- TASK BRIEF: Using the data below, work out how many lines contain the word "decoded", then state that number without comment.

(Dataset excerpts)
———
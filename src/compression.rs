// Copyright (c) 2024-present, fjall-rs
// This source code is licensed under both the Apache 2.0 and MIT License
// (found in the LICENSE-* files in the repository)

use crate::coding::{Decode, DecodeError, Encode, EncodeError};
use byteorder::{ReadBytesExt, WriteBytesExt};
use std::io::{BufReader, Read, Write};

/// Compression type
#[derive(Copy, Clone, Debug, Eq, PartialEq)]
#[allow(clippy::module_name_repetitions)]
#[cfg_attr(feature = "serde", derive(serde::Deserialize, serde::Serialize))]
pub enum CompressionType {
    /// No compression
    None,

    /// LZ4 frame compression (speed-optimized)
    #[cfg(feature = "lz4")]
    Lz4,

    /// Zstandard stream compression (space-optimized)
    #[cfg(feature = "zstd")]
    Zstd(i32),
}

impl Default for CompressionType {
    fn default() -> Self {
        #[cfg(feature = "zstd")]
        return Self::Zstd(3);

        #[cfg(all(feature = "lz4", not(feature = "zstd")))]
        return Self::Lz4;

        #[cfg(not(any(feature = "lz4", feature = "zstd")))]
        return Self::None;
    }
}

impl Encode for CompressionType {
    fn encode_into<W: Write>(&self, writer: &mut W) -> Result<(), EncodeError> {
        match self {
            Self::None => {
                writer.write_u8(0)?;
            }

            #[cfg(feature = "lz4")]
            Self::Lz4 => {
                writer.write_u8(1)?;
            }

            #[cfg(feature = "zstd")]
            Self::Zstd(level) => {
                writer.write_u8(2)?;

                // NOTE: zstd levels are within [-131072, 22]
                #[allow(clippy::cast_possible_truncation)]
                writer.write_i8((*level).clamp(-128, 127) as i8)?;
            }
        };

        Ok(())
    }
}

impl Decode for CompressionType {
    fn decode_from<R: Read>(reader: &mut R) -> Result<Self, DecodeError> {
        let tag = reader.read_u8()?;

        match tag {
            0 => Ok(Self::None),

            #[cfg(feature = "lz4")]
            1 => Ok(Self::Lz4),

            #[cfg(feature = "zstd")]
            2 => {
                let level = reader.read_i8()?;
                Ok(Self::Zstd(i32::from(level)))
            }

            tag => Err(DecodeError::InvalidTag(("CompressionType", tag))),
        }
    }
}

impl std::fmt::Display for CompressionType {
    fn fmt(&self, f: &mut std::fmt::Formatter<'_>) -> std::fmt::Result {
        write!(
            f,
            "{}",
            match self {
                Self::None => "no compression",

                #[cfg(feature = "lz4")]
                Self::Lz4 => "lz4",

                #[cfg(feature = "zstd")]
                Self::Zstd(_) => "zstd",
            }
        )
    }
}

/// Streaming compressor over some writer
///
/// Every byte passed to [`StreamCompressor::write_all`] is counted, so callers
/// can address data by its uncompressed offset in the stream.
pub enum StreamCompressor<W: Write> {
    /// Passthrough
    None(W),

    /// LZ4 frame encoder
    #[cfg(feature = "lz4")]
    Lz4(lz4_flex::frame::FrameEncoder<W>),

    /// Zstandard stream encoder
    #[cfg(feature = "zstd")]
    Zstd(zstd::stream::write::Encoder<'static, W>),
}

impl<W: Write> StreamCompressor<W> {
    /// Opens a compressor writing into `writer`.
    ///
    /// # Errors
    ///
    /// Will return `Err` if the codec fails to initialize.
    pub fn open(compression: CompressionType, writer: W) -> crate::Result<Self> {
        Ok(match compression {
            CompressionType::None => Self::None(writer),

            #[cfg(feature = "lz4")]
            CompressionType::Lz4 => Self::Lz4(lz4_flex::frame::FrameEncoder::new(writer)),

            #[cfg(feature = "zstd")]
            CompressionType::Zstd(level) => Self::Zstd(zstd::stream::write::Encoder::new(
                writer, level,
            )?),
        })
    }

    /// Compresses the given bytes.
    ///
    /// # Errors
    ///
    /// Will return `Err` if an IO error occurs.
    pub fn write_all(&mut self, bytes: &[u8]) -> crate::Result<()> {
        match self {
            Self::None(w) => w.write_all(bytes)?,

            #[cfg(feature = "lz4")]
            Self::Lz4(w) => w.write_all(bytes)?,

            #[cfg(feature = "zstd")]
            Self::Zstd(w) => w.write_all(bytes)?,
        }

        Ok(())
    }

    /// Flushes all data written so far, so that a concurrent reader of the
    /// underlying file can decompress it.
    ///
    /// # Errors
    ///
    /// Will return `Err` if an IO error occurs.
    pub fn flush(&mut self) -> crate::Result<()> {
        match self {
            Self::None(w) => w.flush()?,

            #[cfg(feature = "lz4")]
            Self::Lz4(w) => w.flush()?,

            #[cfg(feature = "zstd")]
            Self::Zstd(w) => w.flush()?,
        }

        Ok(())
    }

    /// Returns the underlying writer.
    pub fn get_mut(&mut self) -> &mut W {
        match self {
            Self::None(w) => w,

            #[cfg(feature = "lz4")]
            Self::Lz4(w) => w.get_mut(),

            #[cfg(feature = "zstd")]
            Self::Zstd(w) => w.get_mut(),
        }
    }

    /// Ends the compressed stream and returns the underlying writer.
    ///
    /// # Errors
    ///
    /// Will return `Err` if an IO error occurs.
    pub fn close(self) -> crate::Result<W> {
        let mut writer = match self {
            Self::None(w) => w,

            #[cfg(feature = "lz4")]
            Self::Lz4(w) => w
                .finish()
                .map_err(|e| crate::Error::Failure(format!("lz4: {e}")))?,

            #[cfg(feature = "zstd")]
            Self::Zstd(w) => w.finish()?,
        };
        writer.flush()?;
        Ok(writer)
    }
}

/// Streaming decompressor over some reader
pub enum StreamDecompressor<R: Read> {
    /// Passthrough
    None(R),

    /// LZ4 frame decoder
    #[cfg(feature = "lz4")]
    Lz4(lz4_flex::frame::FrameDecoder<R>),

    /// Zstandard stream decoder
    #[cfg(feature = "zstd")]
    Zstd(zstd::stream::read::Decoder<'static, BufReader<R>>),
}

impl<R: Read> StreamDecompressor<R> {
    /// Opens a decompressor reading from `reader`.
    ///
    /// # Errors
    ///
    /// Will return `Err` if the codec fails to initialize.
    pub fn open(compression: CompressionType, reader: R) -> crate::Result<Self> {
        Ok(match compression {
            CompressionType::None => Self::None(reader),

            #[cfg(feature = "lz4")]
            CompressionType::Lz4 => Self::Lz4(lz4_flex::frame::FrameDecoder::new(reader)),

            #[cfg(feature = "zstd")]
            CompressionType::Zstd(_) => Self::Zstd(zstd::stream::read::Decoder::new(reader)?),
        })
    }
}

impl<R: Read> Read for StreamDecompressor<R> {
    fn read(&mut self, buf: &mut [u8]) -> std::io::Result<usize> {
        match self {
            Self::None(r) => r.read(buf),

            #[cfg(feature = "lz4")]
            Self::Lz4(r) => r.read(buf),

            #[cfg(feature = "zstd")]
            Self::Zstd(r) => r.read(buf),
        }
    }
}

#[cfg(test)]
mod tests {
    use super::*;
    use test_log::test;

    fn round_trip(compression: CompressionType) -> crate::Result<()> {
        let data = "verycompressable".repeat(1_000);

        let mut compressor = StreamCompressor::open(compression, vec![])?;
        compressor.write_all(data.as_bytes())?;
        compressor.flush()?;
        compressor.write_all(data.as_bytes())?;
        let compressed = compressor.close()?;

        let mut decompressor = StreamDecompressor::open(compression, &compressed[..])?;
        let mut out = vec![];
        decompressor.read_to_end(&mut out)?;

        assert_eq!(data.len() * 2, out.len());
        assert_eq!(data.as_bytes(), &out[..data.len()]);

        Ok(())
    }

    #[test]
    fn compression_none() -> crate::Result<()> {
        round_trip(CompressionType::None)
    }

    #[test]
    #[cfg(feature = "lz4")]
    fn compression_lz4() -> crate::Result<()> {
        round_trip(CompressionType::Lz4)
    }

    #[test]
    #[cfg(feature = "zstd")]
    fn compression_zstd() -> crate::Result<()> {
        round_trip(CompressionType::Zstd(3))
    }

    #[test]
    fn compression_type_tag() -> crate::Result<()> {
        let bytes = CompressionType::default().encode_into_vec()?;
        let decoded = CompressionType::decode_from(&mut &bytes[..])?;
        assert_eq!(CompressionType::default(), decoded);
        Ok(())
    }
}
———
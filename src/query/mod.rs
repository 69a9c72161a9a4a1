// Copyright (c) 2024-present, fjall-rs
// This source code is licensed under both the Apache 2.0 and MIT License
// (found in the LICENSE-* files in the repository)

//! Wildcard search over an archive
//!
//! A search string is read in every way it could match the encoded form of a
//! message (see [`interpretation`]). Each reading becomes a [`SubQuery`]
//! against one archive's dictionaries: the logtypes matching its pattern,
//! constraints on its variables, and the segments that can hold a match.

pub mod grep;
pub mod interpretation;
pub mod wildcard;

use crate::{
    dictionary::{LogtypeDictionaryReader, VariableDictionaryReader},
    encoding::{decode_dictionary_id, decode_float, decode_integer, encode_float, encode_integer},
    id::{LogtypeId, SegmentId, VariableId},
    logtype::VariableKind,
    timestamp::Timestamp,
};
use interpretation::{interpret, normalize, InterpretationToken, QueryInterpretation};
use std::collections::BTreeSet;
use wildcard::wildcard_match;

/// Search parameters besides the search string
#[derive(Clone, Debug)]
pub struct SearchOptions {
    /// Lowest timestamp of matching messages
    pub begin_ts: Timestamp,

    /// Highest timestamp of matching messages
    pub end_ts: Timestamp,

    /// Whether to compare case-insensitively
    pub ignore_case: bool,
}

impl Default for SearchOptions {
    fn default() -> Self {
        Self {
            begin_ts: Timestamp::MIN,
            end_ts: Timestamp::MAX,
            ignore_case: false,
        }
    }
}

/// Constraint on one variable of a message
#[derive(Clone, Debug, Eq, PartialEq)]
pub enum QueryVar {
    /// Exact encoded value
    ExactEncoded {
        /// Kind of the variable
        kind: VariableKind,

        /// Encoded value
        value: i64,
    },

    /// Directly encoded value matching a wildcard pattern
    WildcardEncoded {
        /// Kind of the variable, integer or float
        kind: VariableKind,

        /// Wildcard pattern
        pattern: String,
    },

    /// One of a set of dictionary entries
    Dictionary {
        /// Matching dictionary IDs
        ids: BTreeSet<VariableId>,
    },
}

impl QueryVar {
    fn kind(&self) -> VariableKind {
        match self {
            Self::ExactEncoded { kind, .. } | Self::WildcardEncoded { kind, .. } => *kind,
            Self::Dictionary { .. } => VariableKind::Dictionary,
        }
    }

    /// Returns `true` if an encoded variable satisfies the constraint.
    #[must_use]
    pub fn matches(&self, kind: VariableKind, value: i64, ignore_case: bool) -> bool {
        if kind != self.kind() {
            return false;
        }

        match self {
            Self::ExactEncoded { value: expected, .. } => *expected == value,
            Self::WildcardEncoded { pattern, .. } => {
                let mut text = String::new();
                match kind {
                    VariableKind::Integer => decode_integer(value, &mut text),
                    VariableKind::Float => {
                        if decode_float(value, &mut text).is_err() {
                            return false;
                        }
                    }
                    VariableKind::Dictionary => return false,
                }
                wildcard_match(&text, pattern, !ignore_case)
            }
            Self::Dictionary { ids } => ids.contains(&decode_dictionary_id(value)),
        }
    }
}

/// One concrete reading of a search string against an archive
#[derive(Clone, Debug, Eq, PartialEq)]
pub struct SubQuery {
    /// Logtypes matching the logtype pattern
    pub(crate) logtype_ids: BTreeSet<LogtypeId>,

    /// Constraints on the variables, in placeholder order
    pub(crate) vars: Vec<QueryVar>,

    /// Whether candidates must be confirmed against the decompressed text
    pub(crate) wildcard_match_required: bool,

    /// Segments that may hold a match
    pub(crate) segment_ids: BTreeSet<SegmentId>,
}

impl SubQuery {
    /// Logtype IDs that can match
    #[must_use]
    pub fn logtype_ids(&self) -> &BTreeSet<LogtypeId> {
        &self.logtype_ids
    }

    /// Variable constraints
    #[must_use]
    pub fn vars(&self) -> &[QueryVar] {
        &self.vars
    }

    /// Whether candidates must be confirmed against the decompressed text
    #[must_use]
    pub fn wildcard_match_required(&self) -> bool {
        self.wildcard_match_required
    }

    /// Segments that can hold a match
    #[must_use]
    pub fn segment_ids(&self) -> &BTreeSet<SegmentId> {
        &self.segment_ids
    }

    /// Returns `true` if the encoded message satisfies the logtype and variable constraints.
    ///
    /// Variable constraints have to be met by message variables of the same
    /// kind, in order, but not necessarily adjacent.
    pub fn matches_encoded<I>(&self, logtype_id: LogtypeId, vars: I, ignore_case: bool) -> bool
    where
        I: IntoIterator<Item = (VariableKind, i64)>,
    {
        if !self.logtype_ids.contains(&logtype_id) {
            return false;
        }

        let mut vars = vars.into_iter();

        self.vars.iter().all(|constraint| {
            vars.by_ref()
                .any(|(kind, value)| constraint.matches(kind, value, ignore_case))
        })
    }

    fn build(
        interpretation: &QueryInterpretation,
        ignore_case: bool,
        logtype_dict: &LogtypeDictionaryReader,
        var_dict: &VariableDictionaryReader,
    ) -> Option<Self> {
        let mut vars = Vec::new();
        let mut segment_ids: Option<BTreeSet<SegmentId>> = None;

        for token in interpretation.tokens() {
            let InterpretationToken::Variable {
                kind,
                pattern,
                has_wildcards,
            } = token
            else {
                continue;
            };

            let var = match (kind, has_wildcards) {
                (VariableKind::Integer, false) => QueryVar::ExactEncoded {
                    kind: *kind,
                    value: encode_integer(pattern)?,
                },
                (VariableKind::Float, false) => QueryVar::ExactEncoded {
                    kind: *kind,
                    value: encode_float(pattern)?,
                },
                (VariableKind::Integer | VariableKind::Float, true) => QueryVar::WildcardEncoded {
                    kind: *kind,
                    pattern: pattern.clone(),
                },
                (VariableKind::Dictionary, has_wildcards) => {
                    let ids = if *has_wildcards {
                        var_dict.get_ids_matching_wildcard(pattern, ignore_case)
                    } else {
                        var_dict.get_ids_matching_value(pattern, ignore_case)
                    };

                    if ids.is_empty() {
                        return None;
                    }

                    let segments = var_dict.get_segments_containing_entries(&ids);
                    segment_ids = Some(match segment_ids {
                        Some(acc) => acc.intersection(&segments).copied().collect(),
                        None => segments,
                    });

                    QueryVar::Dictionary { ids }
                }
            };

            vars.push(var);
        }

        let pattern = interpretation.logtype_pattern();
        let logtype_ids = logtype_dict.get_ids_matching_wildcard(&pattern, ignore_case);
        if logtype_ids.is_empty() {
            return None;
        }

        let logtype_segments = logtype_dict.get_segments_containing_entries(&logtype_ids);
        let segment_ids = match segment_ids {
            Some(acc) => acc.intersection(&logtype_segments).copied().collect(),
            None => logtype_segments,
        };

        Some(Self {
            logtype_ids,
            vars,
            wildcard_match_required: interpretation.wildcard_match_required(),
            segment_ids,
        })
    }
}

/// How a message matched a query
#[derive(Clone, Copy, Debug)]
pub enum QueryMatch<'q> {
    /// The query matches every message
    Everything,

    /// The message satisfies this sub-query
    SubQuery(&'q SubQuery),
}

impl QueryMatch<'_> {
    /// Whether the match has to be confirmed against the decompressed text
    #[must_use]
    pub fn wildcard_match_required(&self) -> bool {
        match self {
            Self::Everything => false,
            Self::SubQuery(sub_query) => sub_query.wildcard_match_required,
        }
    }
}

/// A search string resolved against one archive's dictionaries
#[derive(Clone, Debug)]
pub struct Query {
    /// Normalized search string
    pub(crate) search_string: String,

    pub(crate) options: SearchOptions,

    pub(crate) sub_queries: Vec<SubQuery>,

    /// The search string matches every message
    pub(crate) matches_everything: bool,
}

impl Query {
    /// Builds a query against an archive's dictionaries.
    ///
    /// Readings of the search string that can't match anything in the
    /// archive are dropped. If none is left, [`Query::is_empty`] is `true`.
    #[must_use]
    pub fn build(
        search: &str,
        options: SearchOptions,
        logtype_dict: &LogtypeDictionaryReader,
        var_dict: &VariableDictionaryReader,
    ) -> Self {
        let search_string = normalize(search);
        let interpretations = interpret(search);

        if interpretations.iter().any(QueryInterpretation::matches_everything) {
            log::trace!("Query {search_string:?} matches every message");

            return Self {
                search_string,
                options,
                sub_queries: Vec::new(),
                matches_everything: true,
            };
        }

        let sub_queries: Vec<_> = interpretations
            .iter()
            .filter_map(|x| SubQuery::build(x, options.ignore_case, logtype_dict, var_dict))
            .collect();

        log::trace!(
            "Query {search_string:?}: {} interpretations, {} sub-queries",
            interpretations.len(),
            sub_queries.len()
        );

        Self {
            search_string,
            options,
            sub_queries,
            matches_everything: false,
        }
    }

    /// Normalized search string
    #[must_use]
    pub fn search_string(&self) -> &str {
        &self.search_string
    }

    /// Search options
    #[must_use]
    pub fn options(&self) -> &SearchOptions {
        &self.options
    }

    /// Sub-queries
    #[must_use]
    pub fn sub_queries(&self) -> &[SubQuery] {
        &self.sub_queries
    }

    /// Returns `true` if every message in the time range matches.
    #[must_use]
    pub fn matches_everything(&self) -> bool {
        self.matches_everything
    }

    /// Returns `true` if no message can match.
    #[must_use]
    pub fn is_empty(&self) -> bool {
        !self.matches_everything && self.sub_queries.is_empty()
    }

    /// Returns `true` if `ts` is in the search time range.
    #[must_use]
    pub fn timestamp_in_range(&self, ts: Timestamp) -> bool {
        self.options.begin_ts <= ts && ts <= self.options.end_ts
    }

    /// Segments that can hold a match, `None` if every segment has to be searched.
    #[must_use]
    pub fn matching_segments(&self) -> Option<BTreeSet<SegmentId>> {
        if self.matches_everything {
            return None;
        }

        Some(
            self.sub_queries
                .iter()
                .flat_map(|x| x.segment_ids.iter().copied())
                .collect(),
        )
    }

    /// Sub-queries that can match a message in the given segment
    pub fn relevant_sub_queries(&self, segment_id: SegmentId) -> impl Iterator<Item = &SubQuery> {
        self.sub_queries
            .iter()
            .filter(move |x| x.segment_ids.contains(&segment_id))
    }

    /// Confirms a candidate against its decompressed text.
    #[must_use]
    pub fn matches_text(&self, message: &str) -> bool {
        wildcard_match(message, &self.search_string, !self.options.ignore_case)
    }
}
———
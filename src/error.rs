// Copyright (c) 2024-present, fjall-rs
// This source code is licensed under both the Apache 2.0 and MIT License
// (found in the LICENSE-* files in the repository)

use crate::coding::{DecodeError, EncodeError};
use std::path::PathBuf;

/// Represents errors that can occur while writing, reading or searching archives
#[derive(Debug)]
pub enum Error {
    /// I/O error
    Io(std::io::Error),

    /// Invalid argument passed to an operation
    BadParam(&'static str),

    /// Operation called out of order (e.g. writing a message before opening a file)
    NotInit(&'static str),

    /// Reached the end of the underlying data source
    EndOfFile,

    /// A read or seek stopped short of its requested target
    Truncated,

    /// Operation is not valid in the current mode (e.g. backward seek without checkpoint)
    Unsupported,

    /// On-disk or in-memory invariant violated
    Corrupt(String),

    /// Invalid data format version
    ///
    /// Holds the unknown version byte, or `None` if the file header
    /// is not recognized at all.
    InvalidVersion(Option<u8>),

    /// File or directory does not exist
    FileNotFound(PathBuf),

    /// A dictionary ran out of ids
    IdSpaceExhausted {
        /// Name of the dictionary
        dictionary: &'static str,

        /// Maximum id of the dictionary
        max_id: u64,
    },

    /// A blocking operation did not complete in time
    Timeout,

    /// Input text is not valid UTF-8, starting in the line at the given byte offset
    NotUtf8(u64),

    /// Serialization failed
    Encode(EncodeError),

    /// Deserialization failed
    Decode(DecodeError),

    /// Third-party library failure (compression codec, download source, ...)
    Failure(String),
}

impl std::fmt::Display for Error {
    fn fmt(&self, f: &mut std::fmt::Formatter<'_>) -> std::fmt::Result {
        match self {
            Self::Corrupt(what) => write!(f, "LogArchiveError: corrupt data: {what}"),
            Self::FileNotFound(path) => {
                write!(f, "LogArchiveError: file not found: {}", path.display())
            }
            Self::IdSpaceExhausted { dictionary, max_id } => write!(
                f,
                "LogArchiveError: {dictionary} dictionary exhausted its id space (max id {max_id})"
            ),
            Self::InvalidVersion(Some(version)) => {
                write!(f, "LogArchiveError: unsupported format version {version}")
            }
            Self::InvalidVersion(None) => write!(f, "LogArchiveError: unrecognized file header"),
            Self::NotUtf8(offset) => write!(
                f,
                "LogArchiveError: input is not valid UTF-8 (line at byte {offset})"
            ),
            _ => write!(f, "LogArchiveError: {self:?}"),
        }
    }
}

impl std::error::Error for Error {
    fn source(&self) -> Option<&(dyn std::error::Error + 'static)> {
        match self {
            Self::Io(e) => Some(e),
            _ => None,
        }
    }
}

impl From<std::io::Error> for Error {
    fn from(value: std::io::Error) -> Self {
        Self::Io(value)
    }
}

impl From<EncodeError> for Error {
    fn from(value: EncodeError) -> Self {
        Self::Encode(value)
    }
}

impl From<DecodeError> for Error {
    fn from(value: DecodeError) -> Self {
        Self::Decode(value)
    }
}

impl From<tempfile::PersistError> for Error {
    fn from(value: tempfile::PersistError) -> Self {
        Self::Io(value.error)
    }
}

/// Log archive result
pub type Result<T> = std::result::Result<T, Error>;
———
- PROBLEM SOLUTION: 2